Who cares anymore, right? It’s all been argued before elsewhere, probably better, but with no resolution, right? We’re just wasting space and breath now. Sure, but you know the old "If I can save just one kid..." idea, so here we are.

The Sordid History

It went down like this. C.S. Lewis wrote the books that came to be known as The Chronicles of Narnia (a name he didn’t come up with). They were published – beginning with The Lion, the Witch, and the Wardrobe – from 1950 to 1956, one a year. They were also written in that order, with the exception of The Horse and His Boy and The Silver Chair, which were flip-flopped. When publishers began boxing them all up together and numbering them, they put them in the order of publication, which is to say:

1. The Lion, the Witch, and the Wardrobe (1950). 2. Prince Caspian (1951). 3. The Voyage of the Dawn Treader (1952). 4. The Silver Chair (1953). 5. The Horse and His Boy (1954). 6. The Magician’s Nephew (1955). 7. The Last Battle (1956).

These books take place over a long period of fictional Narnia time, and the order in which they were written and published does not correspond with the Narnian chronological order. For example, The Magician’s Nephew (the sixth book) details the creation of Narnia, and The Horse and His Boy (the fifth book) takes place during the age of the first book.

Because of this, some kid decided that he might like reading the books in "Narnia time" order, and wrote a letter to C.S. Lewis explaining that he liked this order even better than the original one. Lewis wrote back and said "I think I agree with your order" and "Perhaps it does not matter very much in which order anyone read them."

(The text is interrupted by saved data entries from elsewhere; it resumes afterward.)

use crate::patch::{Patch, PatchValue};

use indexmap::{IndexMap, map};
use serde_json::Value;
use std::fmt;

/// Address of one attribute inside an item, as a list of key segments.
///
/// Segments are kept verbatim; a segment may itself contain the `.` separator used by
/// [`Display`](fmt::Display).
///
/// ```rust
/// use dynamodb_item_patch::patch::AttributePath;
///
/// let path = AttributePath::from(vec!["address".to_string(), "city".to_string()]);
/// assert_eq!(path.to_string(), "address.city");
/// ```
#[derive(Clone, Debug, Default, Eq, Hash, Ord, PartialEq, PartialOrd)]
pub struct AttributePath(Vec<String>);

impl AttributePath {
    /// Path segments, outermost first.
    pub fn segments(&self) -> &[String] {
        &self.0
    }

    /// Number of segments.
    pub fn len(&self) -> usize {
        self.0.len()
    }

    /// Whether the path has no segments.
    pub fn is_empty(&self) -> bool {
        self.0.is_empty()
    }

    /// The path one level deeper.
    pub fn child(&self, key: &str) -> Self {
        let mut segments = Vec::with_capacity(self.0.len() + 1);
        segments.extend_from_slice(&self.0);
        segments.push(key.to_owned());
        Self(segments)
    }
}

impl From<Vec<String>> for AttributePath {
    fn from(segments: Vec<String>) -> Self {
        Self(segments)
    }
}

impl fmt::Display for AttributePath {
    fn fmt(&self, f: &mut fmt::Formatter<'_>) -> fmt::Result {
        f.write_str(&self.0.join(crate::common::PATH_SEPARATOR))
    }
}

/// Lazy depth-first iterator over the leaves of a patch.
///
/// Arrays are leaves, absent values are skipped, nested objects are descended into.
#[derive(Debug)]
pub struct Leaves<'a> {
    stack: Vec<(AttributePath, map::Iter<'a, String, PatchValue>)>,
}

impl<'a> Leaves<'a> {
    pub(crate) fn with_prefix(
        fields: &'a IndexMap<String, PatchValue>,
        prefix: AttributePath,
    ) -> Self {
        Self {
            stack: vec![(prefix, fields.iter())],
        }
    }
}

impl<'a> Iterator for Leaves<'a> {
    type Item = (AttributePath, &'a Value);

    fn next(&mut self) -> Option<Self::Item> {
        loop {
            let (path, entries) = self.stack.last_mut()?;
            match entries.next() {
                None => {
                    self.stack.pop();
                }
                Some((_, PatchValue::Absent)) => {}
                Some((key, PatchValue::Leaf(value))) => return Some((path.child(key), value)),
                Some((key, PatchValue::Node(children))) => {
                    let child = path.child(key);
                    self.stack.push((child, children.iter()));
                }
            }
        }
    }
}

/// Flatten a patch into `(path, value)` pairs.
pub fn flatten(patch: &Patch) -> Leaves<'_> {
    Leaves::with_prefix(patch.fields(), AttributePath::default())
}

#[cfg(test)]
mod tests {
    use super::*;

    use rstest::rstest;
    use serde_json::json;

    fn collect(patch: &Patch) -> Vec<(String, Value)> {
        flatten(patch)
            .map(|(path, value)| (path.to_string(), value.clone()))
            .collect()
    }

    #[rstest]
    #[case::empty(json!({}), vec![])]
    #[case::flat(
        json!({"a": 1, "b": "x"}),
        vec![
            ("a".to_string(), json!(1)),
            ("b".to_string(), json!("x")),
        ]
    )]
    #[case::nested(
        json!({"name": {"first": "Jo", "last": "Ng"}, "age": 3}),
        vec![
            ("name.first".to_string(), json!("Jo")),
            ("name.last".to_string(), json!("Ng")),
            ("age".to_string(), json!(3)),
        ]
    )]
    #[case::deep(
        json!({"a": {"b": {"c": {"d": true}}}}),
        vec![
            ("a.b.c.d".to_string(), json!(true)),
        ]
    )]
    #[case::array_is_leaf(
        json!({"tags": [{"a": 1}, 2]}),
        vec![
            ("tags".to_string(), json!([{"a": 1}, 2])),
        ]
    )]
    #[case::null_is_leaf(
        json!({"a": null}),
        vec![
            ("a".to_string(), Value::Null),
        ]
    )]
    #[case::empty_node(
        json!({"a": {}, "b": 1}),
        vec![
            ("b".to_string(), json!(1)),
        ]
    )]
    #[case::insertion_order(
        json!({"z": 1, "a": {"y": 2, "b": 3}, "m": 4}),
        vec![
            ("z".to_string(), json!(1)),
            ("a.y".to_string(), json!(2)),
            ("a.b".to_string(), json!(3)),
            ("m".to_string(), json!(4)),
        ]
    )]
    fn test_flatten(#[case] patch: Value, #[case] expected: Vec<(String, Value)>) {
        let patch = Patch::try_from(patch).unwrap();
        assert_eq!(collect(&patch), expected);
    }

    #[test]
    fn test_flatten_skips_absent() {
        let patch = Patch::new()
            .with("a", None::<Value>)
            .with(
                "b",
                PatchValue::Node(IndexMap::from([
                    ("c".to_string(), PatchValue::Absent),
                    ("d".to_string(), PatchValue::Leaf(json!(1))),
                ])),
            )
            .with("e", Some(json!("x")));
        assert_eq!(
            collect(&patch),
            vec![
                ("b.d".to_string(), json!(1)),
                ("e".to_string(), json!("x")),
            ]
        );
    }

    #[test]
    fn test_flatten_keeps_dotted_segments() {
        let patch = Patch::try_from(json!({"a.b": {"c": 1}})).unwrap();
        let leaves: Vec<_> = flatten(&patch).collect();
        assert_eq!(leaves.len(), 1);
        assert_eq!(leaves[0].0.segments(), ["a.b", "c"]);
    }

    #[test]
    fn test_flatten_is_stable() {
        let patch = Patch::try_from(json!({"x": {"b": 1, "a": 2}, "c": [3], "d": {"e": {"f": 4}}}))
            .unwrap();
        assert_eq!(collect(&patch), collect(&patch));
    }

    #[test]
    fn test_flatten_under_prefix() {
        let patch = Patch::try_from(json!({"city": "Oslo", "geo": {"lat": 1}})).unwrap();
        let prefix = AttributePath::from(vec!["address".to_string()]);
        let paths: Vec<String> = patch
            .leaves_under(prefix)
            .map(|(path, _)| path.to_string())
            .collect();
        assert_eq!(paths, ["address.city", "address.geo.lat"]);
    }

    #[test]
    fn test_attribute_path() {
        let path = AttributePath::default().child("a").child("b");
        assert_eq!(path.len(), 2);
        assert!(!path.is_empty());
        assert!(AttributePath::default().is_empty());
        assert_eq!(path.to_string(), "a.b");
    }
}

Because of this casual remark, publishers eventually boxed them and numbered them this way:

1. The Magician’s Nephew 2. The Lion, the Witch, and the Wardrobe 3. The Horse and His Boy 4. Prince Caspian 5. The Voyage of the Dawn Treader 6. The Silver Chair 7. The Last Battle.

A stupid thing to do, even beyond the reasons which probably seem obvious to those who’ve never heard of Narnia and are reading this information for the first time.

Why It’s So Stupid

"I think I agree with your order" written in response to a children’s fan letter wasn’t C.S. Lewis’s way of saying, "This is the order that I prefer. I want all publication of the old way to stop and for this matter to be corrected. Thank you." So when people say this is Lewis’s "preferred order," they are being ridiculous. Furthermore, Lewis and the kid were discussing different ways to read the books after being familiar with the original order, in which case the order certainly "does not matter very much." I can read acts II and IV of Hamlet before reading I, III, and V if I like, but only after reading it the way it was written first.

The idea that chronological order for any piece of fiction is the "logical" or "best" order is absurd. I might re-edit a copy of Tarantino’s Pulp Fiction so that it runs in chronological order, and I might even write Tarantino a letter saying that I’ve done so and that I enjoyed watching it that way, and he might even say, "That’s a good idea. I think I’d like that too." But that doesn’t mean that when people put out a new edition of the DVD after he dies that they should take this letter as proof that he messed up the first time and would really prefer this new version. Hell, if Tarantino today stood up and said "I’ve decided Pulp Fiction is better in chronological order, and I am going to re-edit the movie accordingly," he would be wrong and my hope is that someone would stop that madman.

The Lion, the Witch, and the Wardrobe is an introduction book. It was written to be read first. It speaks of Aslan as if we don’t know who he is, which of course we would if we had already read The Magician’s Nephew (a book which, by the way, speaks of Aslan as if we do know who he is, which of course we wouldn’t if we are reading it first). The entire tone of the book sounds like a first book (whereas the tone of The Magician’s Nephew sounds like a book well into the series).

The Magician’s Nephew’s charm, in part, is from the revelations it provides (as book six of seven) about the entire series, especially about book one. In The Magician’s Nephew, we find out where the wardrobe and the lamp post came from, who the professor is, how the White Witch came to be, etc. etc. etc. If readers were to read The Magician’s Nephew first, they (a) wouldn’t care as much about the characters and events in the book as much, since they only fully work fully as revelations, and (b) would constantly say – while reading The Lion, the Witch, and The Wardrobe – "Yeah, yeah, we know this already."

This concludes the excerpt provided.